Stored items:
=-=-=

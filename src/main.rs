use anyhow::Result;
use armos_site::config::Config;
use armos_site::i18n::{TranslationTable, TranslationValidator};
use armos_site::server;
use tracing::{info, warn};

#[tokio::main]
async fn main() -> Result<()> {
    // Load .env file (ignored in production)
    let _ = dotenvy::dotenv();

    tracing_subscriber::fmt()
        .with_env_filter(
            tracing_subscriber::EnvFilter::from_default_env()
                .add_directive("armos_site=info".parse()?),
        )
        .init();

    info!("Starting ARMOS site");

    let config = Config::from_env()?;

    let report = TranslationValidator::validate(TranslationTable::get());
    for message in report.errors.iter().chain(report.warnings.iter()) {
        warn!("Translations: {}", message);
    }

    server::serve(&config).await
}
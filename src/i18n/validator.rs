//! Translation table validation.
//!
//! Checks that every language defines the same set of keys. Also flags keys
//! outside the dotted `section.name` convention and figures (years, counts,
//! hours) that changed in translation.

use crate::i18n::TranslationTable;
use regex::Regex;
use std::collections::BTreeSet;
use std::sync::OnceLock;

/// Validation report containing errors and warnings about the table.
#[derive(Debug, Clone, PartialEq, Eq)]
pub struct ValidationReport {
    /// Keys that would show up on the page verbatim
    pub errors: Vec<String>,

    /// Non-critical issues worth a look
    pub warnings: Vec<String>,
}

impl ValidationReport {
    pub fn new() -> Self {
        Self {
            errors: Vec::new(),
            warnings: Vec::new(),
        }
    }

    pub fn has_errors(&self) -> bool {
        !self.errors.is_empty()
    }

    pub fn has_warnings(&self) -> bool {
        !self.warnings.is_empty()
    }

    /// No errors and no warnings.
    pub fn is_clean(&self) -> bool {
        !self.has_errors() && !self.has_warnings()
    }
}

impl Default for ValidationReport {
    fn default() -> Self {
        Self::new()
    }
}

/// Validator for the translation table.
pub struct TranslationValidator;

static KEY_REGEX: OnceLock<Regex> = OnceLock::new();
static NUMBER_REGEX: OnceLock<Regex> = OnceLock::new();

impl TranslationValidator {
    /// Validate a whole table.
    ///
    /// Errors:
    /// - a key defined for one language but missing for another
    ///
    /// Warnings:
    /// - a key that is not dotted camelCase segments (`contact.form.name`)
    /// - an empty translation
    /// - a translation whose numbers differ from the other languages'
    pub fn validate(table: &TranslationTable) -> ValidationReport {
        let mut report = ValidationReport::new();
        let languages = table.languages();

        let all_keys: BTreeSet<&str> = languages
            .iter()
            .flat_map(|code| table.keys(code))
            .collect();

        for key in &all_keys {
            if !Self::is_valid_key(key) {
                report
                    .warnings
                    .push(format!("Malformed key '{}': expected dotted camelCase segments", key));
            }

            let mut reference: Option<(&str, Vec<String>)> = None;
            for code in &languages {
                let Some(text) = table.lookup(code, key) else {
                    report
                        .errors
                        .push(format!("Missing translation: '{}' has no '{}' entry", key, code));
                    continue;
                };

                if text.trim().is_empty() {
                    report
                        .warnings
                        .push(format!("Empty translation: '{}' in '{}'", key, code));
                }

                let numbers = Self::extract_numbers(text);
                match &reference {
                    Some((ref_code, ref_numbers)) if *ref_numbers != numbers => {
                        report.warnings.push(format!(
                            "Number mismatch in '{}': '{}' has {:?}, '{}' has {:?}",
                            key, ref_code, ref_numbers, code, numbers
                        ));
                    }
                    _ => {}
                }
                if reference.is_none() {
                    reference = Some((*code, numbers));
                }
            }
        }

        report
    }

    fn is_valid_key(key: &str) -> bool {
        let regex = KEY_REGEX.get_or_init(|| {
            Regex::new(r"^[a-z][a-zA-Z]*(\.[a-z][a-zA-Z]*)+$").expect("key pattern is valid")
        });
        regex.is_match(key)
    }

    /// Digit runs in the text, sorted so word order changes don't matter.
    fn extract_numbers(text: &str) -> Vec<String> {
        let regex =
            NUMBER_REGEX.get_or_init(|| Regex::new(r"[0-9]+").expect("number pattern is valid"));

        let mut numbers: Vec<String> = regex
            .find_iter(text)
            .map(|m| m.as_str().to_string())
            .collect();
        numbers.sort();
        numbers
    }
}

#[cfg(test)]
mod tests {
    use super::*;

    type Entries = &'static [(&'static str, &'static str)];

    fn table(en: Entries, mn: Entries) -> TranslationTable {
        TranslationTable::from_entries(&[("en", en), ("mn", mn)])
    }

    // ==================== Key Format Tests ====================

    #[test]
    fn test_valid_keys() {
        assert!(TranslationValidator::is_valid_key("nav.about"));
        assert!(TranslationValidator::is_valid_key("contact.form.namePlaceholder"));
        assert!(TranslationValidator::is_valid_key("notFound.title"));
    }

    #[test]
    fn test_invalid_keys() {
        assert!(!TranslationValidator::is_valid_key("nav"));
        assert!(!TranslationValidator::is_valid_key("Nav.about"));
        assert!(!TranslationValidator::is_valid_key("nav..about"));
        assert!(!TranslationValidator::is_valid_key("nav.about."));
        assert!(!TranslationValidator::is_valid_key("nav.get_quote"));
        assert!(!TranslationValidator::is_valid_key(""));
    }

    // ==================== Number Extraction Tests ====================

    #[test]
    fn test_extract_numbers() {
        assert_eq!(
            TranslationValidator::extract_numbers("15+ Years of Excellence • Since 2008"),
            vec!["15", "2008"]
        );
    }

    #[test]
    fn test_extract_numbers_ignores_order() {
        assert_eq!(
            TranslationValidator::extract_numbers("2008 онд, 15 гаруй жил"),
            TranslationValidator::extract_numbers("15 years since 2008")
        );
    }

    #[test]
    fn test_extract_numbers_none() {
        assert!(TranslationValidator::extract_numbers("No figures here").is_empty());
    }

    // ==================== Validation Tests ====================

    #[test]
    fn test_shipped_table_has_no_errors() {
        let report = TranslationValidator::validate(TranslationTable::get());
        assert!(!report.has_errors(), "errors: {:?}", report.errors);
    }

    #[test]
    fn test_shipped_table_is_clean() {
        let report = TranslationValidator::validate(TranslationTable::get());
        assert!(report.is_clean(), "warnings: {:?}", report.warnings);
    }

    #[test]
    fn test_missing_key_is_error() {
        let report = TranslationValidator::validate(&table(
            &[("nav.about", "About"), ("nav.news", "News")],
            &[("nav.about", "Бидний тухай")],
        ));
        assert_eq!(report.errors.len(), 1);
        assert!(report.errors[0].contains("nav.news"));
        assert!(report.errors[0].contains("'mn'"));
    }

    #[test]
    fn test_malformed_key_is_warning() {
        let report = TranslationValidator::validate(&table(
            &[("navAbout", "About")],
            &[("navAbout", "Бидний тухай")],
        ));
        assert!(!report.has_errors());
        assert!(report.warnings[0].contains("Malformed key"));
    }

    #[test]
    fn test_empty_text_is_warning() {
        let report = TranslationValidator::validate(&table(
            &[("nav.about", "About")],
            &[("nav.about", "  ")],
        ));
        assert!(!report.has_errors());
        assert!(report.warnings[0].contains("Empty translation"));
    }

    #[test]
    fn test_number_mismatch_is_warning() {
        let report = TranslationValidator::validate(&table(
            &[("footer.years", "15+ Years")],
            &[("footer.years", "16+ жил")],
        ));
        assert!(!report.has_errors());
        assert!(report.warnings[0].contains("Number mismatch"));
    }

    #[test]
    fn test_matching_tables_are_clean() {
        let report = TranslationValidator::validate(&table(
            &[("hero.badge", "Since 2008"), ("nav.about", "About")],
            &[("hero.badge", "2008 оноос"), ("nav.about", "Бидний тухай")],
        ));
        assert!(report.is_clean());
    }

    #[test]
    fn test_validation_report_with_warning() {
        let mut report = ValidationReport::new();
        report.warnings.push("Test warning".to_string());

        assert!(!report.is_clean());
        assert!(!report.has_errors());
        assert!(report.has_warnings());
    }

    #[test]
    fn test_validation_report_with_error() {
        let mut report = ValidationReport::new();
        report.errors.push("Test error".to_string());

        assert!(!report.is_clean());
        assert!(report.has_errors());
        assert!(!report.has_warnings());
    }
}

=-=-=

WHAT IS BEING ASKED:
Exactly as written, please reproduce the lines from the first line of the data to the line containing "pub struct ValidationReport", inclusive, and nothing else.

OUTPUT FOR THIS TASK:
filename src/main.rs
use anyhow::Result;
use armos_site::config::Config;
use armos_site::i18n::{TranslationTable, TranslationValidator};
use armos_site::server;
use tracing::{info, warn};

#[tokio::main]
async fn main() -> Result<()> {
    // Load .env file (ignored in production)
    let _ = dotenvy::dotenv();

    tracing_subscriber::fmt()
        .with_env_filter(
            tracing_subscriber::EnvFilter::from_default_env()
                .add_directive("armos_site=info".parse()?),
        )
        .init();

    info!("Starting ARMOS site");

    let config = Config::from_env()?;

    let report = TranslationValidator::validate(TranslationTable::get());
    for message in report.errors.iter().chain(report.warnings.iter()) {
        warn!("Translations: {}", message);
    }

    server::serve(&config).await
}
filename src/i18n/validator.rs
//! Translation table validation.
//!
//! Checks that every language defines the same set of keys. Also flags keys
//! outside the dotted `section.name` convention and figures (years, counts,
//! hours) that changed in translation.

use crate::i18n::TranslationTable;
use regex::Regex;
use std::collections::BTreeSet;
use std::sync::OnceLock;

/// Validation report containing errors and warnings about the table.
#[derive(Debug, Clone, PartialEq, Eq)]
pub struct ValidationReport {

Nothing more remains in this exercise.